Bitcoin: The Real Deal
The question on everyone’s mind is: what are bitcoins?
UU researcher Hanna Deleanu explains. The easiest answer is: bitcoin is an electronic payment system. Some of us pay for coffee with their phone – money comes out of their Google wallet, PayPal, or bank wallet. Similarly, they could pay with their phone using bitcoins stored in their bitcoin wallet.
Origins and the goal of bitcoins
Now for the interesting aspect of bitcoin– it’s operational protocol, or the set of rules that govern the recording of transaction, their validation, the creation of new money. Bitcoin's operational protocol was designed by engineers as an alternative to the mainstream payment system.
Bitcoin's protocol was shaped by libertarian-anarchist ideals and was supported by the trust crisis that followed the Great Financial crisis. For this reason, the bitcoin protocol makes payments less amenable to governmental monitoring and less vulnerable to abuse from any Central Bank.
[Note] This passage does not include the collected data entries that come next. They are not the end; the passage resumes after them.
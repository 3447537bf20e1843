use std::fs;
use std::path::Path;

use serde::{Deserialize, Deserializer};

/// One record of the available-plugins catalogue.
///
/// Fields are kept exactly as declared: a missing field, or one that is not a
/// string, reads as `None`. No defaults are applied at this level.
#[derive(Debug, Clone, Default, PartialEq, Eq, Deserialize)]
pub struct CatalogueEntry {
    #[serde(default, deserialize_with = "lenient_string")]
    pub name: Option<String>,
    #[serde(default, deserialize_with = "lenient_string")]
    pub version: Option<String>,
    #[serde(default, deserialize_with = "lenient_string")]
    pub description: Option<String>,
}

impl CatalogueEntry {
    #[cfg(test)]
    pub fn new(name: &str, version: &str, description: &str) -> Self {
        Self {
            name: Some(name.to_string()),
            version: Some(version.to_string()),
            description: Some(description.to_string()),
        }
    }

    pub fn matches(&self, keyword_lower: &str) -> bool {
        let contains = |field: &Option<String>| {
            field
                .as_deref()
                .unwrap_or("")
                .to_lowercase()
                .contains(keyword_lower)
        };

        contains(&self.name) || contains(&self.description)
    }
}

fn lenient_string<'de, D>(deserializer: D) -> Result<Option<String>, D::Error>
where
    D: Deserializer<'de>,
{
    let value = serde_json::Value::deserialize(deserializer)?;
    Ok(value.as_str().map(str::to_string))
}

#[derive(Debug, Clone, Default)]
pub struct Catalogue {
    entries: Vec<CatalogueEntry>,
}

impl Catalogue {
    /// Load the catalogue from `path`, degrading to an empty catalogue when the
    /// file is missing, unreadable, or not a JSON array of objects.
    pub fn load(path: &Path) -> Self {
        if !path.exists() {
            tracing::debug!(?path, "catalogue not found, using empty catalogue");
            return Self::default();
        }

        let raw = match fs::read_to_string(path) {
            Ok(raw) => raw,
            Err(err) => {
                tracing::warn!(?path, error = %err, "cannot read catalogue");
                return Self::default();
            }
        };

        match serde_json::from_str::<Vec<CatalogueEntry>>(&raw) {
            Ok(entries) => {
                tracing::debug!(?path, count = entries.len(), "loaded catalogue");
                Self { entries }
            }
            Err(err) => {
                tracing::warn!(?path, error = %err, "invalid catalogue, using empty catalogue");
                Self::default()
            }
        }
    }

    #[cfg(test)]
    pub fn from_entries(entries: Vec<CatalogueEntry>) -> Self {
        Self { entries }
    }

    pub fn entries(&self) -> &[CatalogueEntry] {
        &self.entries
    }

    /// Entries whose name or description contains `keyword`, ignoring case.
    pub fn search(&self, keyword: &str) -> Vec<&CatalogueEntry> {
        let keyword_lower = keyword.to_lowercase();
        self.entries
            .iter()
            .filter(|entry| entry.matches(&keyword_lower))
            .collect()
    }
}

#[cfg(test)]
mod tests {
    use super::*;

    fn write_catalogue(dir: &Path, content: &str) -> std::path::PathBuf {
        let path = dir.join("available_plugins.json");
        fs::write(&path, content).unwrap();
        path
    }

    #[test]
    fn test_missing_catalogue_is_empty() {
        let dir = tempfile::tempdir().unwrap();
        let catalogue = Catalogue::load(&dir.path().join("nope.json"));
        assert!(catalogue.entries().is_empty());
    }

    #[test]
    fn test_malformed_catalogue_is_empty() {
        let dir = tempfile::tempdir().unwrap();
        let path = write_catalogue(dir.path(), "{ not json");
        assert!(Catalogue::load(&path).entries().is_empty());

        let path = write_catalogue(dir.path(), r#"{"name": "echo"}"#);
        assert!(Catalogue::load(&path).entries().is_empty());
    }

    #[test]
    fn test_preserves_order_and_duplicates() {
        let dir = tempfile::tempdir().unwrap();
        let path = write_catalogue(
            dir.path(),
            r#"[
                {"name": "b", "version": "1", "description": "first"},
                {"name": "a", "version": "2", "description": "second"},
                {"name": "b", "version": "3", "description": "third"}
            ]"#,
        );

        let catalogue = Catalogue::load(&path);
        let names: Vec<_> = catalogue
            .entries()
            .iter()
            .map(|entry| entry.name.as_deref().unwrap())
            .collect();
        assert_eq!(names, vec!["b", "a", "b"]);
    }

    #[test]
    fn test_absent_and_unknown_fields() {
        let dir = tempfile::tempdir().unwrap();
        let path = write_catalogue(
            dir.path(),
            r#"[{"name": "solo", "homepage": "x"}, {"name": 7, "version": "1.0"}]"#,
        );

        let catalogue = Catalogue::load(&path);
        assert_eq!(catalogue.entries().len(), 2);
        assert_eq!(catalogue.entries()[0].name.as_deref(), Some("solo"));
        assert_eq!(catalogue.entries()[0].version, None);
        assert_eq!(catalogue.entries()[0].description, None);
        assert_eq!(catalogue.entries()[1].name, None);
    }

    #[test]
    fn test_search_name_and_description() {
        let catalogue = Catalogue::from_entries(vec![
            CatalogueEntry::new("echo", "1.0", "Echo plugin"),
            CatalogueEntry::new("weather", "0.3", "Forecasts with an ECHO of rain"),
            CatalogueEntry::new("clock", "2.1", "Tells time"),
        ]);

        let matches = catalogue.search("Echo");
        assert_eq!(matches.len(), 2);
        assert_eq!(matches[0].name.as_deref(), Some("echo"));
        assert_eq!(matches[1].name.as_deref(), Some("weather"));

        assert!(catalogue.search("zzz").is_empty());
    }

    #[test]
    fn test_search_single_entry_scenario() {
        let dir = tempfile::tempdir().unwrap();
        let path = write_catalogue(
            dir.path(),
            r#"[{"name":"echo","version":"1.0","description":"Echo plugin"}]"#,
        );
        let catalogue = Catalogue::load(&path);

        assert_eq!(catalogue.search("echo").len(), 1);
        assert!(catalogue.search("zzz").is_empty());
    }

    #[test]
    fn test_search_absent_fields_read_as_empty() {
        let catalogue = Catalogue::from_entries(vec![
            CatalogueEntry::default(),
            CatalogueEntry::new("a", "1", "b"),
        ]);
        assert!(catalogue.search("x").is_empty());
        assert_eq!(catalogue.search("").len(), 2);
    }
}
Current debates: speculation, crime and regulation
The question asked most is: Is bitcoin a bubble? Well, it certainly isn’t for the faint hearted:
- The price of bitcoin has been highly volatile shortly after its inception in 2009. But when in 2017 bitcoin's price increased more than tenfold to over 10,000 Euros a BITCOIN – that was when it made the headlines.
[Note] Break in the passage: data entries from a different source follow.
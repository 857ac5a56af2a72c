use crate::config::{LogFormat, LogLevel};
use chrono::{DateTime, Utc};
use log::Level;
use serde_json::json;
use std::io::Write;
use std::sync::Mutex;

/// Destination for the handler's diagnostic lines.
pub trait LogSink: Send + Sync {
    fn write_line(&self, level: Level, line: &str);
}

/// Forwards every line to the process-wide `log` facade.
#[derive(Debug, Default, Clone, Copy)]
pub struct LogCrateSink;

impl LogSink for LogCrateSink {
    fn write_line(&self, level: Level, line: &str) {
        log::log!(target: "hopgate::proxy", level, "{}", line);
    }
}

/// Keeps lines in memory, used by test harnesses.
#[derive(Debug, Default)]
pub struct MemorySink {
    lines: Mutex<Vec<(Level, String)>>,
}

impl MemorySink {
    pub fn new() -> Self {
        Self::default()
    }

    pub fn lines(&self) -> Vec<(Level, String)> {
        self.lines.lock().map(|lines| lines.clone()).unwrap_or_default()
    }
}

impl LogSink for MemorySink {
    fn write_line(&self, level: Level, line: &str) {
        if let Ok(mut lines) = self.lines.lock() {
            lines.push((level, line.to_string()));
        }
    }
}

/// Install env_logger. `RUST_LOG` still wins over the configured level.
pub fn init(level: LogLevel, format: LogFormat) -> Result<(), log::SetLoggerError> {
    let level = level.to_string();
    let mut builder = env_logger::Builder::from_env(env_logger::Env::default().default_filter_or(level));

    if format == LogFormat::Json {
        builder.format(|buf, record| {
            let timestamp: DateTime<Utc> = Utc::now();
            let log_entry = json!({
                "timestamp": timestamp.format("%Y-%m-%dT%H:%M:%S%.3fZ").to_string(),
                "level": record.level().to_string().to_lowercase(),
                "target": record.target(),
                "message": record.args().to_string(),
            });
            writeln!(buf, "{}", log_entry)
        });
    }

    builder.try_init()
}

pub fn parse_log_level(s: &str) -> Result<LogLevel, String> {
    match s.to_lowercase().as_str() {
        "trace" => Ok(LogLevel::Trace),
        "debug" => Ok(LogLevel::Debug),
        "info" => Ok(LogLevel::Info),
        "warn" => Ok(LogLevel::Warn),
        "error" => Ok(LogLevel::Error),
        _ => Err(format!("Invalid log level: {}. Must be one of: trace, debug, info, warn, error", s)),
    }
}

pub fn parse_log_format(s: &str) -> Result<LogFormat, String> {
    match s.to_lowercase().as_str() {
        "text" => Ok(LogFormat::Text),
        "json" => Ok(LogFormat::Json),
        _ => Err(format!("Invalid log format: {}. Must be one of: text, json", s)),
    }
}
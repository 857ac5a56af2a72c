use crate::error::ProxyError;
use serde::{Deserialize, Serialize};
use std::net::SocketAddr;

#[derive(Debug, Clone, Copy, PartialEq, Eq, Serialize, Deserialize, Default)]
#[serde(rename_all = "lowercase")]
pub enum LogLevel {
    Trace,
    Debug,
    #[default]
    Info,
    Warn,
    Error,
}

impl std::fmt::Display for LogLevel {
    fn fmt(&self, f: &mut std::fmt::Formatter<'_>) -> std::fmt::Result {
        match self {
            LogLevel::Trace => write!(f, "trace"),
            LogLevel::Debug => write!(f, "debug"),
            LogLevel::Info => write!(f, "info"),
            LogLevel::Warn => write!(f, "warn"),
            LogLevel::Error => write!(f, "error"),
        }
    }
}

#[derive(Debug, Clone, Copy, PartialEq, Eq, Serialize, Deserialize, Default)]
#[serde(rename_all = "lowercase")]
pub enum LogFormat {
    #[default]
    Text,
    Json,
}

fn default_listen_addr() -> SocketAddr {
    SocketAddr::from(([0, 0, 0, 0], 8888))
}

#[derive(Debug, Clone, PartialEq, Serialize, Deserialize)]
pub struct Config {
    #[serde(default = "default_listen_addr")]
    pub listen_addr: SocketAddr,
    #[serde(default)]
    pub log_level: LogLevel,
    #[serde(default)]
    pub log_format: LogFormat,
}

impl Default for Config {
    fn default() -> Self {
        Self {
            listen_addr: default_listen_addr(),
            log_level: LogLevel::Info,
            log_format: LogFormat::Text,
        }
    }
}

impl Config {
    pub fn from_file(path: &str) -> Result<Self, ProxyError> {
        let content = std::fs::read_to_string(path)?;
        serde_json::from_str(&content)
            .map_err(|e| ProxyError::Config(format!("Failed to parse {}: {}", path, e)))
    }

    pub fn to_file(&self, path: &str) -> Result<(), ProxyError> {
        let content = serde_json::to_string_pretty(self)
            .map_err(|e| ProxyError::Config(format!("Failed to serialize configuration: {}", e)))?;
        std::fs::write(path, content)?;
        Ok(())
    }

    pub fn validate(&self) -> Result<(), ProxyError> {
        if self.listen_addr.port() == 0 {
            return Err(ProxyError::Config(
                "Listen address must use a fixed, non-zero port".to_string(),
            ));
        }
        Ok(())
    }
}

#[cfg(test)]
mod tests {
    use super::*;
    use tempfile::TempDir;

    #[test]
    fn test_default_listens_on_8888() {
        let config = Config::default();
        assert_eq!(config.listen_addr.port(), 8888);
        assert_eq!(config.log_level, LogLevel::Info);
        assert_eq!(config.log_format, LogFormat::Text);
        assert!(config.validate().is_ok());
    }

    #[test]
    fn test_partial_file_uses_defaults() {
        let config: Config = serde_json::from_str(r#"{ "log_format": "json" }"#).unwrap();
        assert_eq!(config.listen_addr, default_listen_addr());
        assert_eq!(config.log_format, LogFormat::Json);
        assert_eq!(config.log_level, LogLevel::Info);
    }

    #[test]
    fn test_file_roundtrip() {
        let temp_dir = TempDir::new().unwrap();
        let path = temp_dir.path().join("hopgate.json");
        let path = path.to_str().unwrap();

        let config = Config {
            listen_addr: "127.0.0.1:3128".parse().unwrap(),
            log_level: LogLevel::Debug,
            log_format: LogFormat::Json,
        };
        config.to_file(path).unwrap();

        assert_eq!(Config::from_file(path).unwrap(), config);
    }

    #[test]
    fn test_invalid_file_is_config_error() {
        let temp_dir = TempDir::new().unwrap();
        let path = temp_dir.path().join("broken.json");
        std::fs::write(&path, "{ not json").unwrap();

        let err = Config::from_file(path.to_str().unwrap()).unwrap_err();
        assert!(matches!(err, ProxyError::Config(_)));
    }

    #[test]
    fn test_port_zero_rejected() {
        let mut config = Config::default();
        config.listen_addr = "127.0.0.1:0".parse().unwrap();
        assert!(config.validate().is_err());
    }
}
- Regulators and Central Banks (e.g. the Dutch Financial Markets Authority, the European Central Bank, and the People’s Bank of China) have long warned against bitcoin as a speculative tool. Analyzing transaction patterns in bitcoins, Glaser and colleagues showed that these were used primarily for speculative purposes and not as payment systems.
- These warnings were recently echoed by Nobel Prize winner Robert Shiller – who called bitcoin “an attractive story” whose prize will certainly drop.
- The upcoming European regulation of cryptocurrencies and of the cryptocurrency ecosystem will likely negatively affect bitcoin's price.
Of the many novelties introduced by bitcoin, the most discussed is the fact that any person can create an account with minimal set-up costs and no identity vetting. Another Nobel Prize winner, Joseph Stiglitz recently spoke out against BITCOINs who in his view are used primarily by criminals to launder money and to transact across borders.
Research by Dr. Hanna Deleanu and professor Susan Rose-Ackerman in 2016 showed that exchange platforms in bitcoins often do not properly identify their customers – leaving room for abuse from dodgy customers.
Originally designed as a safeguard against the concentration of powers, the anonymity of bitcoins has created significant challenges for regulators and financial businesses alike. Regulating businesses that deal with bitcoins to prevent them from being used to launder money, is cumbersome. Not doing it would disadvantage traditional financial entities and perhaps endanger the entire financial system.
Conversely, imposing traditional anti-money laundering regulation would only drive the criminal businesses underground and increase the costs of the legal ones. So, is this a lose-lose situation?
Because the old regulations are not applicable, regulators, policymakers, financial entities and researchers can come together and design the new generation of regulations – one that is more effective, less costly and more inclusive.